Xingyu-Lin/softgym

Segmentation Fault (OpenGL error)

wilson1yan opened this issue · 3 comments

Hi,

I've been trying to install softgym and am having trouble doing so on a remote machine.

To preface: I have successfully installed + run it on my local machine (Ubuntu 20.04, CUDA 11.3) by compiling in Docker and then running outside of it.

The remote machine is running Ubuntu 18.04, CUDA 10.2, which I believe should be possible to install. I follow the same installation process as my local machine, but when I try to run examples/random_env.py, I get the following error:

$ python examples/random_env.py --env_name RopeFlatten --headless 1
Waiting to generate environment variations. May take 1 minute for each variation...
libGL: Can't open configuration file /etc/drirc: No such file or directory.
libGL: Can't open configuration file /home/wilson/.drirc: No such file or directory.
libGL: Can't open configuration file /etc/drirc: No such file or directory.
libGL: Can't open configuration file /home/wilson/.drirc: No such file or directory.
OpenGL: glRenderbufferStorageMultisample(GL_RENDERBUFFER, samples, GL_RGBA8, width, height) - error Invalid Operation in /workspace/softgym/PyFlex/bindings/opengl/shadersGL.cpp at line 3464
python: /workspace/softgym/PyFlex/bindings/opengl/shader.cpp:81: void glAssert(const char*, long int, const char*): Assertion `0' failed.
Aborted (core dumped)

I think the main error is from the line OpenGL: glRenderbufferStorageMultisample(GL_RENDERBUFFER, samples, GL_RGBA8, width, height) - error Invalid Operation in /workspace/softgym/PyFlex/bindings/opengl/shadersGL.cpp at line 3464 , and am not sure why it's happening.
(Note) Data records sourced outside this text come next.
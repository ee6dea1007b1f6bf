use std::fmt;

use chrono::NaiveDate;
use rust_decimal::Decimal;
use serde::{Deserialize, Serialize};

use crate::render::money_string;

/// Ticket types the source data marks as first class.
pub const FIRST_CLASS_TYPES: [&str; 4] = [
    "FIRST RETURN",
    "FIRST SINGLE",
    "BUSINESS / CLUB RETURN",
    "BUSINESS / CLUB SINGLE",
];

/// Words that suggest a premium fare outside the recognized ticket set.
const PREMIUM_KEYWORDS: [&str; 4] = ["FIRST", "BUSINESS", "CLUB", "PREMIUM"];

const TRANSPORT_TYPES: [&str; 6] = [
    "MILEAGE - CAR",
    "MILEAGE - MOTORCYCLE",
    "MILEAGE - BICYCLE",
    "AIR TRAVEL",
    "RAIL",
    "TAXI",
];

const OVERNIGHT_TYPES: [&str; 4] = [
    "HOTEL - UK NOT LONDON",
    "HOTEL - LONDON",
    "HOTEL - EUROPEAN",
    "HOTEL - LATE NIGHT",
];

/// One itemized cost claim submitted by a member or their staff.
///
/// Built once per run from a parsed source row and immutable thereafter.
/// Claimant details are not stored here; enrichment happens through
/// [`crate::members::MemberCache`].
#[derive(Debug, Clone, PartialEq, Serialize, Deserialize)]
pub struct Expense {
    pub member_id: i64,
    /// Spreadsheet year the claim was published under, e.g. "22_23".
    pub year_code: String,
    /// Unique per year, may carry a `-` suffix. "1" is a known source
    /// placeholder and gets rejected downstream.
    pub claim_number: String,
    pub date: NaiveDate,
    pub category: String,
    /// Uppercased at parse; the source mixes cases freely.
    pub expense_type: String,
    pub amount_claimed: Decimal,
    pub amount_paid: Decimal,
    pub status: String,
    pub short_desc: Option<String>,
    pub details: Option<String>,
    pub travel_from: Option<String>,
    pub travel_to: Option<String>,
    pub travel_type: Option<String>,
    /// Positive when present; non-positive source values are dropped at parse.
    pub mileage: Option<Decimal>,
    /// Positive when present; non-positive source values are dropped at parse.
    pub nights: Option<Decimal>,
}

impl Expense {
    /// Composite bucket key used for percentile comparison of like expenses.
    pub fn group(&self) -> String {
        format!(
            "{}/{}/{}",
            self.category.trim(),
            self.expense_type.trim(),
            self.short_desc.as_deref().unwrap_or("").trim(),
        )
        .to_uppercase()
    }

    /// Claimed amount per mile, 2dp. Absent without mileage or a positive
    /// amount.
    pub fn price_per_mile(&self) -> Option<Decimal> {
        let mileage = self.mileage?;
        if self.amount_claimed <= Decimal::ZERO {
            return None;
        }
        self.amount_claimed
            .checked_div(mileage)
            .map(|rate| rate.round_dp(2))
    }

    /// Claimed amount per night, 2dp. Absent without nights or a positive
    /// amount.
    pub fn price_per_night(&self) -> Option<Decimal> {
        let nights = self.nights?;
        if self.amount_claimed <= Decimal::ZERO {
            return None;
        }
        self.amount_claimed
            .checked_div(nights)
            .map(|rate| rate.round_dp(2))
    }

    /// The per-unit rate for threshold comparison: per-night if the claim is
    /// an overnight stay, per-mile if it is mileage. A claim carrying both
    /// rates is a data anomaly and yields no rate.
    pub fn price_per_unit(&self) -> Option<Decimal> {
        match (self.price_per_night(), self.price_per_mile()) {
            (Some(_), Some(_)) => {
                log::warn!(
                    "expense {} has both a per-mile and a per-night rate: {}",
                    self.claim_number,
                    self
                );
                None
            }
            (Some(per_night), None) => Some(per_night),
            (None, Some(per_mile)) => Some(per_mile),
            (None, None) => None,
        }
    }

    /// Rail booking fees show up either labelled or as token £1 claims.
    pub fn is_rail_booking_fee(&self) -> bool {
        self.is_rail()
            && (self
                .short_desc
                .as_deref()
                .is_some_and(|desc| desc.to_uppercase().contains("BOOKING FEE"))
                || self.amount_claimed == Decimal::ONE)
    }

    /// True for the recognized first class ticket types. A travel type that
    /// merely contains a premium keyword is logged for review but not
    /// treated as first class.
    pub fn is_first_class(&self) -> bool {
        let travel_type = match self.travel_type.as_deref() {
            Some(t) => t.trim().to_uppercase(),
            None => return false,
        };
        if FIRST_CLASS_TYPES.contains(&travel_type.as_str()) {
            return true;
        }
        if PREMIUM_KEYWORDS.iter().any(|word| travel_type.contains(word)) {
            log::warn!(
                "expense {}: travel type '{}' is not a recognized first class \
                 ticket type but matches a premium keyword",
                self.claim_number,
                travel_type
            );
        }
        false
    }

    pub fn is_air_travel(&self) -> bool {
        self.expense_type.eq_ignore_ascii_case("AIR TRAVEL")
    }

    pub fn is_taxi_ride(&self) -> bool {
        self.expense_type.eq_ignore_ascii_case("TAXI")
    }

    pub fn is_rail(&self) -> bool {
        self.expense_type.eq_ignore_ascii_case("RAIL")
    }

    pub fn is_energy(&self) -> bool {
        self.short_desc.as_deref().is_some_and(|desc| {
            ["GAS", "ELECTRICITY", "DUAL FUEL"]
                .iter()
                .any(|kind| desc.eq_ignore_ascii_case(kind))
        })
    }

    pub fn is_staff_travel(&self) -> bool {
        self.category.trim().eq_ignore_ascii_case("STAFF TRAVEL")
    }

    pub fn is_dependant_travel(&self) -> bool {
        self.category.trim().eq_ignore_ascii_case("DEPENDANT TRAVEL")
    }

    pub fn is_mp_travel(&self) -> bool {
        self.category.trim().eq_ignore_ascii_case("MP TRAVEL")
    }

    pub fn is_transport_expense(&self) -> bool {
        let expense_type = self.expense_type.to_uppercase();
        TRANSPORT_TYPES.contains(&expense_type.as_str())
    }

    pub fn is_overnight_expense(&self) -> bool {
        let expense_type = self.expense_type.to_uppercase();
        OVERNIGHT_TYPES.contains(&expense_type.as_str())
    }

    /// Placeholder rows carry "DUMMY" claim numbers and have no claimant to
    /// look up.
    pub fn is_dummy(&self) -> bool {
        self.claim_number.to_uppercase().contains("DUMMY")
    }
}

impl fmt::Display for Expense {
    fn fmt(&self, f: &mut fmt::Formatter<'_>) -> fmt::Result {
        write!(
            f,
            "claim {} on {} member={}: {} for {} - {} - {}",
            self.claim_number,
            self.date,
            self.member_id,
            money_string(self.amount_claimed),
            self.category,
            self.expense_type,
            self.short_desc.as_deref().unwrap_or("-"),
        )
    }
}

/// One-line summary of a batch for logs.
pub fn describe_expenses(expenses: &[Expense]) -> String {
    match expenses {
        [] => "0 expenses".to_string(),
        [only] => format!("1 expense on {}", only.date),
        _ => {
            let min = expenses.iter().map(|e| e.date).min().unwrap();
            let max = expenses.iter().map(|e| e.date).max().unwrap();
            format!("{} expenses from {} to {}", expenses.len(), min, max)
        }
    }
}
It might be due to OpenGL not working correctly for some reason or something wrong with it being over ssh + headless / remote. I'm not too familiar with this, so any insight into this issue would help!

I think ssh would not cause any problem. Most likely it's compatibility with GL on the remote machine, or something wrong with linking. Are you also using docker on the remote machine? I use a singularity for remote machines that don't support docker

Okay I finally figured out that the issue was that turning on X11Fowarding in my ssh config was messing things up with OpenGL (maybe due to incompatible remote / local versions or something). Works now, thanks for getting back so quickly!

Hi,

I have met the similar question. I am using Ubuntu 16.04 LTS, CUDA 9.2.148 and Nvidia driver version 440.64, which is the same with softgym test environment. I am testing on the local machine and entirely outside of docker.

I got the similar error as this issue

$ python examples/random_env.py --env_name RopeFlatten --headless 1
Waiting to generate environment variations. May take 1 minute for each variation...
OpenGL: glRenderbufferStorageMultisample(GL_RENDERBUFFER, samples, GL_RGBA8, width, height) - error Invalid Operation in /home/liaolab/softgym_ws/softgym/PyFlex/bindings/opengl/shadersGL.cpp at line 3464
python: /home/liaolab/softgym_ws/softgym/PyFlex/bindings/opengl/shader.cpp:81: void glAssert(const char*, long int, const char*): Assertion `0' failed.
Aborted (core dumped)

Besides, if I did not turn on the headless mode, I got the Segmentation fault mentioned in other issues.

$ python examples/random_env.py --env_name RopeFlatten
Waiting to generate environment variations. May take 1 minute for each variation...
Could not initialize GL extensions
Reshaping
Segmentation fault (core dumped)

Since I am working on a local machine, I wonder how I could handle this "error invalid operation error".

Thank you for any help you can offer!